** Opening Dataset entries block **
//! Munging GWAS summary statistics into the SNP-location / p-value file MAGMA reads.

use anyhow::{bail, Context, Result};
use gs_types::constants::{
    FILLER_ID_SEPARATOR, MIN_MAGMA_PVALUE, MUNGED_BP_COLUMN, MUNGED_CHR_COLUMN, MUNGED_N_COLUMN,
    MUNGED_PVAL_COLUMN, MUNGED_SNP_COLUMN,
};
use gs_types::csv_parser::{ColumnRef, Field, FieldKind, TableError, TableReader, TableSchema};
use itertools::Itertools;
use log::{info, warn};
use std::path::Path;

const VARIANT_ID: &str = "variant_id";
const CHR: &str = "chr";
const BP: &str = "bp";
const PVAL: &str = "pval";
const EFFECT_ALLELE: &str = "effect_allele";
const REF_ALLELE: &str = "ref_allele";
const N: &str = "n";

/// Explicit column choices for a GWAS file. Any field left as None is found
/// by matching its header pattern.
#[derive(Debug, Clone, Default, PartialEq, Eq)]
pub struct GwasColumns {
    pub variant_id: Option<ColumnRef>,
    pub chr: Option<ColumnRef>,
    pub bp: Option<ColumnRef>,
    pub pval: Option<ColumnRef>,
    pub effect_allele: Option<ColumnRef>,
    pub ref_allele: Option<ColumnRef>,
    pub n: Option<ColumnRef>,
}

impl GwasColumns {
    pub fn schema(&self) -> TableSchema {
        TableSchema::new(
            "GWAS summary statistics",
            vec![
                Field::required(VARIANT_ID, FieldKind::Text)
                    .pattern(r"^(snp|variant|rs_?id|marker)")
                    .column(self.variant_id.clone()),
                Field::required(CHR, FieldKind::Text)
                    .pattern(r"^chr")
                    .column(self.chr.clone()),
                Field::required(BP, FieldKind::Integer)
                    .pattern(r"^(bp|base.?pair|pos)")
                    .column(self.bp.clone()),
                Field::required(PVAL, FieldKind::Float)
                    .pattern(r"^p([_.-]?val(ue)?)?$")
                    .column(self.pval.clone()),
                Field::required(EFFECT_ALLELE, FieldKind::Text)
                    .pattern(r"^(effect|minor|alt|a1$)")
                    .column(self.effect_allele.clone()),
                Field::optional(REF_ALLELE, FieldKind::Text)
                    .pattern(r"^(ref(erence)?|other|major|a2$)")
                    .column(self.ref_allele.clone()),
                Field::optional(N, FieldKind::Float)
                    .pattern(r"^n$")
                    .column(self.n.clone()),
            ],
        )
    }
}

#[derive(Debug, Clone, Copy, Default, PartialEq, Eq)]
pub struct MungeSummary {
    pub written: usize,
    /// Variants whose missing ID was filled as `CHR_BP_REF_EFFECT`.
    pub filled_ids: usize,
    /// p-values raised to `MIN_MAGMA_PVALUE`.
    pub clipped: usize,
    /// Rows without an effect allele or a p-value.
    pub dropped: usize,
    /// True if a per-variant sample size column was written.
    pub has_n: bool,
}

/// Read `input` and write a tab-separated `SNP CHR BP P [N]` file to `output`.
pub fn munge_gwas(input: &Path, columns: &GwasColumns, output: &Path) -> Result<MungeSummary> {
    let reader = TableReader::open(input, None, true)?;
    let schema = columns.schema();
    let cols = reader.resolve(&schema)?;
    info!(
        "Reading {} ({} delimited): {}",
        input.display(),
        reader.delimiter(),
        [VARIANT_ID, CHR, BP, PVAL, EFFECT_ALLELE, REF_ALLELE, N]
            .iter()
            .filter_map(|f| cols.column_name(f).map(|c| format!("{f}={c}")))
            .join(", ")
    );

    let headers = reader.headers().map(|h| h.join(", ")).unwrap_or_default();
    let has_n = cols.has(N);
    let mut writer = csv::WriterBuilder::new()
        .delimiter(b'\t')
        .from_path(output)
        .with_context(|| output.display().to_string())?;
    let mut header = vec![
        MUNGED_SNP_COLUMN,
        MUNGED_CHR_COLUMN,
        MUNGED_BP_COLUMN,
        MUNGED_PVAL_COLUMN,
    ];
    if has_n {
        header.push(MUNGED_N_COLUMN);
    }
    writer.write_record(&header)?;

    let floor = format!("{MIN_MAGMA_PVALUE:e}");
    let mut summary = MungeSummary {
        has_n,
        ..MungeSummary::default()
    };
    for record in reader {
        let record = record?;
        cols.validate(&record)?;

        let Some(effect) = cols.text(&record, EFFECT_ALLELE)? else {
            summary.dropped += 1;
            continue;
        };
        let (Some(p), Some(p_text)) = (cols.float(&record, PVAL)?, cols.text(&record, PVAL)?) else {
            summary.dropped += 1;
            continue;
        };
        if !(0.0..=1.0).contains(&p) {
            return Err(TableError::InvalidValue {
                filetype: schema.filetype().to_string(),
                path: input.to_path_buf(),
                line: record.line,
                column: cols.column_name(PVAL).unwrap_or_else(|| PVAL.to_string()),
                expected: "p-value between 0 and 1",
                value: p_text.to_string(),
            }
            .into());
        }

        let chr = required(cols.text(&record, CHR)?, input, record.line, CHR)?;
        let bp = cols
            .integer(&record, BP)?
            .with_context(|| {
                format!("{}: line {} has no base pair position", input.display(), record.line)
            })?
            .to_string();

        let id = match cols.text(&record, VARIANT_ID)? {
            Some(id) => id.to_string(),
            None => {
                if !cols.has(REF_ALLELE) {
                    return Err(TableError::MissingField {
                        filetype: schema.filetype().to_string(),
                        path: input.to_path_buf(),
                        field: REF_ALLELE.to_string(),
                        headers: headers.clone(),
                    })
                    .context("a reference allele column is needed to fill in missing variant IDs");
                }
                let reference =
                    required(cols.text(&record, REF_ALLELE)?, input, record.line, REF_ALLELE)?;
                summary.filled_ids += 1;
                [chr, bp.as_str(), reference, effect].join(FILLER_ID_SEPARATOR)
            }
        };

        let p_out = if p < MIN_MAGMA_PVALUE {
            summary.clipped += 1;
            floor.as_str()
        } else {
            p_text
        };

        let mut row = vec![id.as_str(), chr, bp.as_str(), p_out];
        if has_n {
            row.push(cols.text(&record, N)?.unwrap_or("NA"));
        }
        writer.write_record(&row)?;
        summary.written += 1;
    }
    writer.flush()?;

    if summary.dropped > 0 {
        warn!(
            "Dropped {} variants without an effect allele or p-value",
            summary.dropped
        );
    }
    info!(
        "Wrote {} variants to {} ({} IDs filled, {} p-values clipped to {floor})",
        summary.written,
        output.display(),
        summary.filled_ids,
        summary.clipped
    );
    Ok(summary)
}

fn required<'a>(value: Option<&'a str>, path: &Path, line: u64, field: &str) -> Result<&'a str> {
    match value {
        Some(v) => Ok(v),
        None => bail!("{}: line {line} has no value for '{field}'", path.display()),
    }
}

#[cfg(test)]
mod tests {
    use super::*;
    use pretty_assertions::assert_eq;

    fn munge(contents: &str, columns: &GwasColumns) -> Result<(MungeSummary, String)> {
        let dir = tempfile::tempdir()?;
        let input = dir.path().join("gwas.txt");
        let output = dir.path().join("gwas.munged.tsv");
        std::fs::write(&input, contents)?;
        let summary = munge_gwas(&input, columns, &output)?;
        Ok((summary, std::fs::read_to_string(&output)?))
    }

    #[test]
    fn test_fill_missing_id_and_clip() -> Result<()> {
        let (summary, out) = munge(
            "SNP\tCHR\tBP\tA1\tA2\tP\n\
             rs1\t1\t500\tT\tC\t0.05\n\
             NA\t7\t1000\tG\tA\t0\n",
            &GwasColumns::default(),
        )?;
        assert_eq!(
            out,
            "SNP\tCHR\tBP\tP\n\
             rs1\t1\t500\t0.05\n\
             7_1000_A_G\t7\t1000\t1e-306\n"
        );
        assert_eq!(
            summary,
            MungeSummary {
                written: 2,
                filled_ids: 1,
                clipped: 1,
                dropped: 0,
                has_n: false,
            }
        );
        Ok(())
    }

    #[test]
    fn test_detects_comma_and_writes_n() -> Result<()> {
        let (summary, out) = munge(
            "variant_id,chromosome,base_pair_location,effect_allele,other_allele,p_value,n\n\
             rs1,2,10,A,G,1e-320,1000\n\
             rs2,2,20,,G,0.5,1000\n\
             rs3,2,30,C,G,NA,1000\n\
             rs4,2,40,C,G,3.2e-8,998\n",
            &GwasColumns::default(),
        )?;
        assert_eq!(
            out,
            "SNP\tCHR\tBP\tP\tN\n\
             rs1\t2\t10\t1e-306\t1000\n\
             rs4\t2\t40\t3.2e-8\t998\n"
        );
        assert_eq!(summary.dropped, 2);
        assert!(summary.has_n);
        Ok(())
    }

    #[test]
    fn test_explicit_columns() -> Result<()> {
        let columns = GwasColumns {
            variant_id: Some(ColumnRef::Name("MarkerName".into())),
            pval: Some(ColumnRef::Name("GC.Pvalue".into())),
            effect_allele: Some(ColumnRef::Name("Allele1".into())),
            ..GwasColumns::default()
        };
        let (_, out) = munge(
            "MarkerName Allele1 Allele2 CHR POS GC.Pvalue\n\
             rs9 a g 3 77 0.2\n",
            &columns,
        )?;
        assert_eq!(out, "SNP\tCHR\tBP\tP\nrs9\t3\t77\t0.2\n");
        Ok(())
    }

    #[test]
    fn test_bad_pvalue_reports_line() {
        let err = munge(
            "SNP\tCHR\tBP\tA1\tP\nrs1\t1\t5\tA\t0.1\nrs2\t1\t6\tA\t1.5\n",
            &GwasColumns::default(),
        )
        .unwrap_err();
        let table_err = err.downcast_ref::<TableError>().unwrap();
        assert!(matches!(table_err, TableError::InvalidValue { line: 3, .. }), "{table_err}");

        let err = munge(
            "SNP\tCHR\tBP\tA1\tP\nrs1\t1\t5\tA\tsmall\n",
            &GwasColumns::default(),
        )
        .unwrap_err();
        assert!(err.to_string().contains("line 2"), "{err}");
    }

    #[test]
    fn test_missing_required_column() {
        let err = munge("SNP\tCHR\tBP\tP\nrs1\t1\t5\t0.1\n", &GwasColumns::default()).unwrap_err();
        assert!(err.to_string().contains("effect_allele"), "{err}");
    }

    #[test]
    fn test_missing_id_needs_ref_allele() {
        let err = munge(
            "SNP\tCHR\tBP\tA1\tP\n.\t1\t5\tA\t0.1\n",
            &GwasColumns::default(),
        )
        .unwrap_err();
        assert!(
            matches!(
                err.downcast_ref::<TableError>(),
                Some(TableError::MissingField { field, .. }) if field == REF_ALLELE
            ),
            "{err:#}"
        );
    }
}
** Closing Dataset entries block **
** Opening Dataset entries block **
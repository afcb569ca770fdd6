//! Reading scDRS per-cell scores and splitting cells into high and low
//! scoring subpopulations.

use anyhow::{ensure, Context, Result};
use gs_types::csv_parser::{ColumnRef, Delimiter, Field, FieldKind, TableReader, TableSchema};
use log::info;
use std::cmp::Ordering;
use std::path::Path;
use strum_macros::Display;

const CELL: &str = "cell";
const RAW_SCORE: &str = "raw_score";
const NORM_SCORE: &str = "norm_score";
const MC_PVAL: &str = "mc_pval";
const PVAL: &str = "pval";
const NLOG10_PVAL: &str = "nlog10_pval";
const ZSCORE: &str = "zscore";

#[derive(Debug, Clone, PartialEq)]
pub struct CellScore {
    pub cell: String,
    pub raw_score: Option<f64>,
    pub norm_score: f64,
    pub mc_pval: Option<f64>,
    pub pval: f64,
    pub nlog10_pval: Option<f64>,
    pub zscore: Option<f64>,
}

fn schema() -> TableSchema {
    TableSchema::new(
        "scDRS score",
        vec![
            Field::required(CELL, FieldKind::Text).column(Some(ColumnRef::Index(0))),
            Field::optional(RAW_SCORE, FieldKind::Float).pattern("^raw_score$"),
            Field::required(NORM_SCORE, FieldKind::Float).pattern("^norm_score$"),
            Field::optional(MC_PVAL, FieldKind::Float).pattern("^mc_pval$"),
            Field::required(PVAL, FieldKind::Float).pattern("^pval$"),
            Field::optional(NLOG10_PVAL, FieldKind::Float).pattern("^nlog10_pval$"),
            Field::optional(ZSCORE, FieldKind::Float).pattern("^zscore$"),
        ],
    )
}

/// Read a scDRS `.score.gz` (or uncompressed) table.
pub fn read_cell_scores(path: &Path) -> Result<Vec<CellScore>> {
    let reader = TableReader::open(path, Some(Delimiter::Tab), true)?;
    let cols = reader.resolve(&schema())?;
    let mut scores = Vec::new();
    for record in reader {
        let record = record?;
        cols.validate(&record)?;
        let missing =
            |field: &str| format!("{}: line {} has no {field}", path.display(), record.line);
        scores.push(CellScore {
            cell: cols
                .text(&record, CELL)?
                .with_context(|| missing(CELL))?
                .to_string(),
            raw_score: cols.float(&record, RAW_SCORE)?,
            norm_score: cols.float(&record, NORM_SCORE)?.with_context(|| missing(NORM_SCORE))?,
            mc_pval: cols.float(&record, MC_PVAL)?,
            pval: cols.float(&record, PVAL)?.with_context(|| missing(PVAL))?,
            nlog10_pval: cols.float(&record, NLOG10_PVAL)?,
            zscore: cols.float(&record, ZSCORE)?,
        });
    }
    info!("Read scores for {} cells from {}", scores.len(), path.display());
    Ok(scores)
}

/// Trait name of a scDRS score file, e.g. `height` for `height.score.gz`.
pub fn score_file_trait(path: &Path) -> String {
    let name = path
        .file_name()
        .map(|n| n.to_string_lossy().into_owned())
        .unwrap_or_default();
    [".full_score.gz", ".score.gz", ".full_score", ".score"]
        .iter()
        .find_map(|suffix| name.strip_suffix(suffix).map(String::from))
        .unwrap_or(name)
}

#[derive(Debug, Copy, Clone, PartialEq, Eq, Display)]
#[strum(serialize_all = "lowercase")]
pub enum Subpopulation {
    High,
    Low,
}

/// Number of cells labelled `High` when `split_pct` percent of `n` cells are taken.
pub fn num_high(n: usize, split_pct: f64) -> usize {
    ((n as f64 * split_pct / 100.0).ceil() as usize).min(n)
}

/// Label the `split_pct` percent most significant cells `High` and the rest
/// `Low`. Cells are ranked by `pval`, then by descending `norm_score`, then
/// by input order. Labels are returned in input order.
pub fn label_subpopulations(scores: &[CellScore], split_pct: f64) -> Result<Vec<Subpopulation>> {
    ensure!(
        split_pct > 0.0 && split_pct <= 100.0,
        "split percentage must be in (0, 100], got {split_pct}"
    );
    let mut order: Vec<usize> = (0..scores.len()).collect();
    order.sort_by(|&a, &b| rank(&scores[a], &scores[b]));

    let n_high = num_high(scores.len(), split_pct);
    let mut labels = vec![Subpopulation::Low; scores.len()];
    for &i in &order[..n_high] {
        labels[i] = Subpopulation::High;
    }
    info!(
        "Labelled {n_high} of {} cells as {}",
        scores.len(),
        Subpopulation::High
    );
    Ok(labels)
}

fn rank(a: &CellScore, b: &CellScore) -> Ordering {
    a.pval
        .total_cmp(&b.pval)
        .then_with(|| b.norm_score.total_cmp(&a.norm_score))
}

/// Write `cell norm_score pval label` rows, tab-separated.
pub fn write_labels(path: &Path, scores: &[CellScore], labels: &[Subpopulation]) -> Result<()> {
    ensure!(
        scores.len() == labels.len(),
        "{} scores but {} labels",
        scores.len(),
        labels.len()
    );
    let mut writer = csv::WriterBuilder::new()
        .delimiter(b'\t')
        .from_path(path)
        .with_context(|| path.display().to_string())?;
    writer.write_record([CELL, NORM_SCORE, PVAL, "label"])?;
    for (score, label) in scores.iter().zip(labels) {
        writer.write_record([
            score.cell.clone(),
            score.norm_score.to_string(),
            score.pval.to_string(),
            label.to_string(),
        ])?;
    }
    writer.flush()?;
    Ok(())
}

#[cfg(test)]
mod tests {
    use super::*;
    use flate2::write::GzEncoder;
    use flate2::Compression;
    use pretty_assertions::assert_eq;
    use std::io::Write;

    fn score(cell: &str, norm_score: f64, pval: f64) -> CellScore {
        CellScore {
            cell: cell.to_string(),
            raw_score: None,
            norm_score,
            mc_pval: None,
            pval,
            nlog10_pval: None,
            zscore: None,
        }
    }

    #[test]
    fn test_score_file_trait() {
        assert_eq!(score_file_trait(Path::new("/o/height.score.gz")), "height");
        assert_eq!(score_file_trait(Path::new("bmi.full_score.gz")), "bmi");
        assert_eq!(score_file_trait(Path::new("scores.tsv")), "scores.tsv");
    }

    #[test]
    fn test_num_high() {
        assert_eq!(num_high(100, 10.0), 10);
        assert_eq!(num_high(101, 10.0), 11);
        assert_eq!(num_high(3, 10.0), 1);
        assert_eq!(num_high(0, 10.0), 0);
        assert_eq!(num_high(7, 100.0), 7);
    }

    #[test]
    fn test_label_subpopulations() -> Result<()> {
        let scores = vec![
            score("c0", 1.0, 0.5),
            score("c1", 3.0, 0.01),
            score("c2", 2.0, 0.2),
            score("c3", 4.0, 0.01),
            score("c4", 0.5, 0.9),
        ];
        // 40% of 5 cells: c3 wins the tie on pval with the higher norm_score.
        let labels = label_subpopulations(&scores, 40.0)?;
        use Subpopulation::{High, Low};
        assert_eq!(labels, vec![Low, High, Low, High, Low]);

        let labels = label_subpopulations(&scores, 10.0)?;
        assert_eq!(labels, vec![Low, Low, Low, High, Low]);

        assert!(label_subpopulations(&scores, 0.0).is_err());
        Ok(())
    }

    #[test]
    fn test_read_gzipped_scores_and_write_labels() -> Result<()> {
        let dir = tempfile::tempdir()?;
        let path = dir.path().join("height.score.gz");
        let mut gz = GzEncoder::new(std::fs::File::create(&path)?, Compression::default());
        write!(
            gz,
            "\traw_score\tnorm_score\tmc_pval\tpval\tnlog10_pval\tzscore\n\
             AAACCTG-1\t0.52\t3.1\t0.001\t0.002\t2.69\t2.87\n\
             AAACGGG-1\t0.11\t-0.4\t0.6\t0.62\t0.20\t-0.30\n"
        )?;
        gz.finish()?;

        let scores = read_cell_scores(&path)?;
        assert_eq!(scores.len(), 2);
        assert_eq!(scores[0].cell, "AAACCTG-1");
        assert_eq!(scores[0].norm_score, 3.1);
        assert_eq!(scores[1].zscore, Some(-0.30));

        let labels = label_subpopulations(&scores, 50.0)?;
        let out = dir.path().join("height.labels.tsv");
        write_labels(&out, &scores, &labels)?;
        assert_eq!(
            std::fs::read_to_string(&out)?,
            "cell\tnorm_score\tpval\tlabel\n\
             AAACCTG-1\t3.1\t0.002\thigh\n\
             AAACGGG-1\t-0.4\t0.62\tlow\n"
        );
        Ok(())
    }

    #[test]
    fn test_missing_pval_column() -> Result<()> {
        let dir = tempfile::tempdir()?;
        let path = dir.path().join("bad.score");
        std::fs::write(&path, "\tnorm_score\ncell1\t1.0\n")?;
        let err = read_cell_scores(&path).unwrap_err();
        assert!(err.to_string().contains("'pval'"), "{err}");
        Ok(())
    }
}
** Closing Dataset entries block **
Please go through the entries and show every line with the word "MarkerName".

            variant_id: Some(ColumnRef::Name("MarkerName".into())),
            "MarkerName Allele1 Allele2 CHR POS GC.Pvalue\n\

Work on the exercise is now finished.